Thursday, May 14, 2009

Angels and Demons, the book

When I see people reading in public, I want to know what they are reading. Usually it is popular fiction, which, indeed, is what I likely will be carrying. Tho one time on the train someone said to me, Hey, Freire's awesome. Meaning Paolo Freire, Pedagogy of the Oppressed, which I happened to be reading. I think I have actually had Hegel as reading matter, but he is not ideal. Zippy fiction is the thing.

Which is all preface to saying that I am reading Angels and Demons, by Dan Brown. Brown wrote Da Vinci Code. OR DID HE ??? Okay, fake controversy. Altho...

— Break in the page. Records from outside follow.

//! Cursor-based paging: tokens, bounded queries and row folding.

pub mod cursor;
pub mod fold;
pub mod query;

pub use cursor::{CursorError, PageKind, PageToken};
pub use fold::{fold, fold_stream, Folded, Folder, JoinedRow};
pub use query::{
    build_catalog, build_values, instant_key, next_token, row_limit, split_page, CatalogKey,
    CatalogQuery, PagePlan, Resume, ValuesQuery,
};
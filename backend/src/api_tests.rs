use super::*;
use chrono::TimeZone;

#[test]
fn test_unit_system_parse() {
    assert_eq!(UnitSystem::parse("si"), Some(UnitSystem::Si));
    assert_eq!(UnitSystem::parse(" EN "), Some(UnitSystem::En));
    assert_eq!(UnitSystem::parse("ft"), None);
}

#[test]
fn test_elevation_conversion() {
    assert_eq!(UnitSystem::Si.elevation_from_meters(10.0), 10.0);
    let feet = UnitSystem::En.elevation_from_meters(0.3048);
    assert!((feet - 1.0).abs() < 1e-9);
    assert_eq!(UnitSystem::En.elevation_unit(), "ft");
}

#[test]
fn test_alias_name_joins_category_and_group() {
    let alias = LocationAlias::new("Agency Aliases", "NWS Handbook 5 ID", "KEYO2");
    assert_eq!(alias.name, "Agency Aliases-NWS Handbook 5 ID");
    assert_eq!(alias.value, "KEYO2");
}

#[test]
fn test_office_type_names() {
    assert_eq!(office_type_name("DIS"), "district");
    assert_eq!(office_type_name("msc"), "division headquarters");
    assert_eq!(office_type_name("??"), "unknown");
}

#[test]
fn test_catalog_serializes_kebab_case() {
    let catalog: TimeSeriesCatalog = Catalog {
        page: None,
        next_page: Some("abc".to_string()),
        total: Some(3),
        page_size: 2,
        entries: vec![TimeSeriesCatalogEntry {
            office: "SWT".to_string(),
            name: "KEYS.Elev.Inst.1Hour.0.Ccp-Rev".to_string(),
            units: "m".to_string(),
            interval_minutes: 60,
        }],
    };

    let json = serde_json::to_value(&catalog).unwrap();
    assert_eq!(json["next-page"], "abc");
    assert_eq!(json["page-size"], 2);
    assert_eq!(json["entries"][0]["interval-minutes"], 60);
    assert!(!catalog.is_last_page());
}

#[test]
fn test_timeseries_value_serialization() {
    let value = TimeSeriesValue {
        date_time: Utc.with_ymd_and_hms(2021, 6, 10, 20, 0, 0).unwrap(),
        value: None,
        quality_code: DEFAULT_QUALITY_CODE,
    };
    let json = serde_json::to_value(&value).unwrap();
    assert_eq!(json["quality-code"], 5);
    assert!(json["value"].is_null());
    assert_eq!(json["date-time"], "2021-06-10T20:00:00Z");
}

#[test]
fn test_office_type_field_name() {
    let office = Office {
        name: "SWT".to_string(),
        long_name: "Tulsa District".to_string(),
        office_type: office_type_name("DIS").to_string(),
        reports_to: Some("SWD".to_string()),
    };
    let json = serde_json::to_value(&office).unwrap();
    assert_eq!(json["type"], "district");
    assert_eq!(json["reports-to"], "SWD");
}

#[test]
fn test_group_without_assignments_omits_field() {
    let group = LocationGroup {
        category: LocationCategory {
            office_id: "SWT".to_string(),
            id: "Basin".to_string(),
            description: None,
        },
        office_id: "SWT".to_string(),
        id: "Arkansas".to_string(),
        description: None,
        shared_alias_id: None,
        shared_ref_location_id: None,
        attribute: None,
        assigned_locations: Vec::new(),
    };
    let json = serde_json::to_value(&group).unwrap();
    assert!(json.get("assigned-locations").is_none());
}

Angels was published in 2000, a few years before Code. I am pretty sure, as I think of the 2 books, that Brown must have performed a global search & replace to 'write' Code. this in itself is not damning. P G Wodehouse only wrote one plot and 4, maybe 5, characters. Sax Rohmer's Fu Manchu books all have the same plot. Such need be no problem, because it is the intensity of the author that counts. With Brown, the repetition is more that of a hack than of an obsessed. He is fascinated by weird nether worlds but, alas, he voices that interest thru a dullard (Langdon). He distances himself from the crazies, so the crazies just seem overblown.

The parallel features between Code and Angels are pretty exacting: the super focused assassin, the officious police type, the beautiful mystery woman, and the frantic run hither and yon (mostly yawn). Plus the conspiracy angle. I'll give Brown plus points for delving into interesting worlds, however over the top he does so.

When I saw the trailer for Code, I was hooked, it had the look of weird action, tho in fact the movie was largely a run around. Hanks looked uncomfortable but Gandalf is worth watching and I seem to like Jean Reno a lot. I did not hate the movie, but I could see how others might.

As to Angels, wow, Brown keeps asking the reader to nod unthinkingly. The protagonista and her father managed to use the CERN facilities to manufacture a goodly gob of antimatter with no supervision. Oh, ok. And the bad guys stole it. Right. Yup, and the antimatter was deposited in Vatican City, ready to annihilate a vast area. Gotcha.

That is as far as I have gotten. Those loopholes in reasonableness are distracting. Brown insists in making his Harvard expert in symbology (sic) explain everything to us, the dumb readers, so Langdon comes across as none too bright. Both the Illuminati and Agnus Dei are involved in producing cockamamy puzzles. Our hero the symbolist comes across as someone who is good at the Times crossword.

Despite the failings, the book rollicks along, tho I do not care for the mindless run from place to place. In Code the movie, Hanks had to climb out of a bathroom window and I saw there a terminal insistence on daffy plot evolution. Which, it appears, is a hallmark of the Brownian 'style'. I still have 500 pages to go, which I am sure will prove a little wearying. Plots based on peregrination need more than regular application of the author's assurance that the situation is frantic. We shall see.

Brown is Umberto Eco without the erudition or the humour. Still, I want to find out if Vatican City is blown up and if the Illuminati destroys the world as we know it. What do you think?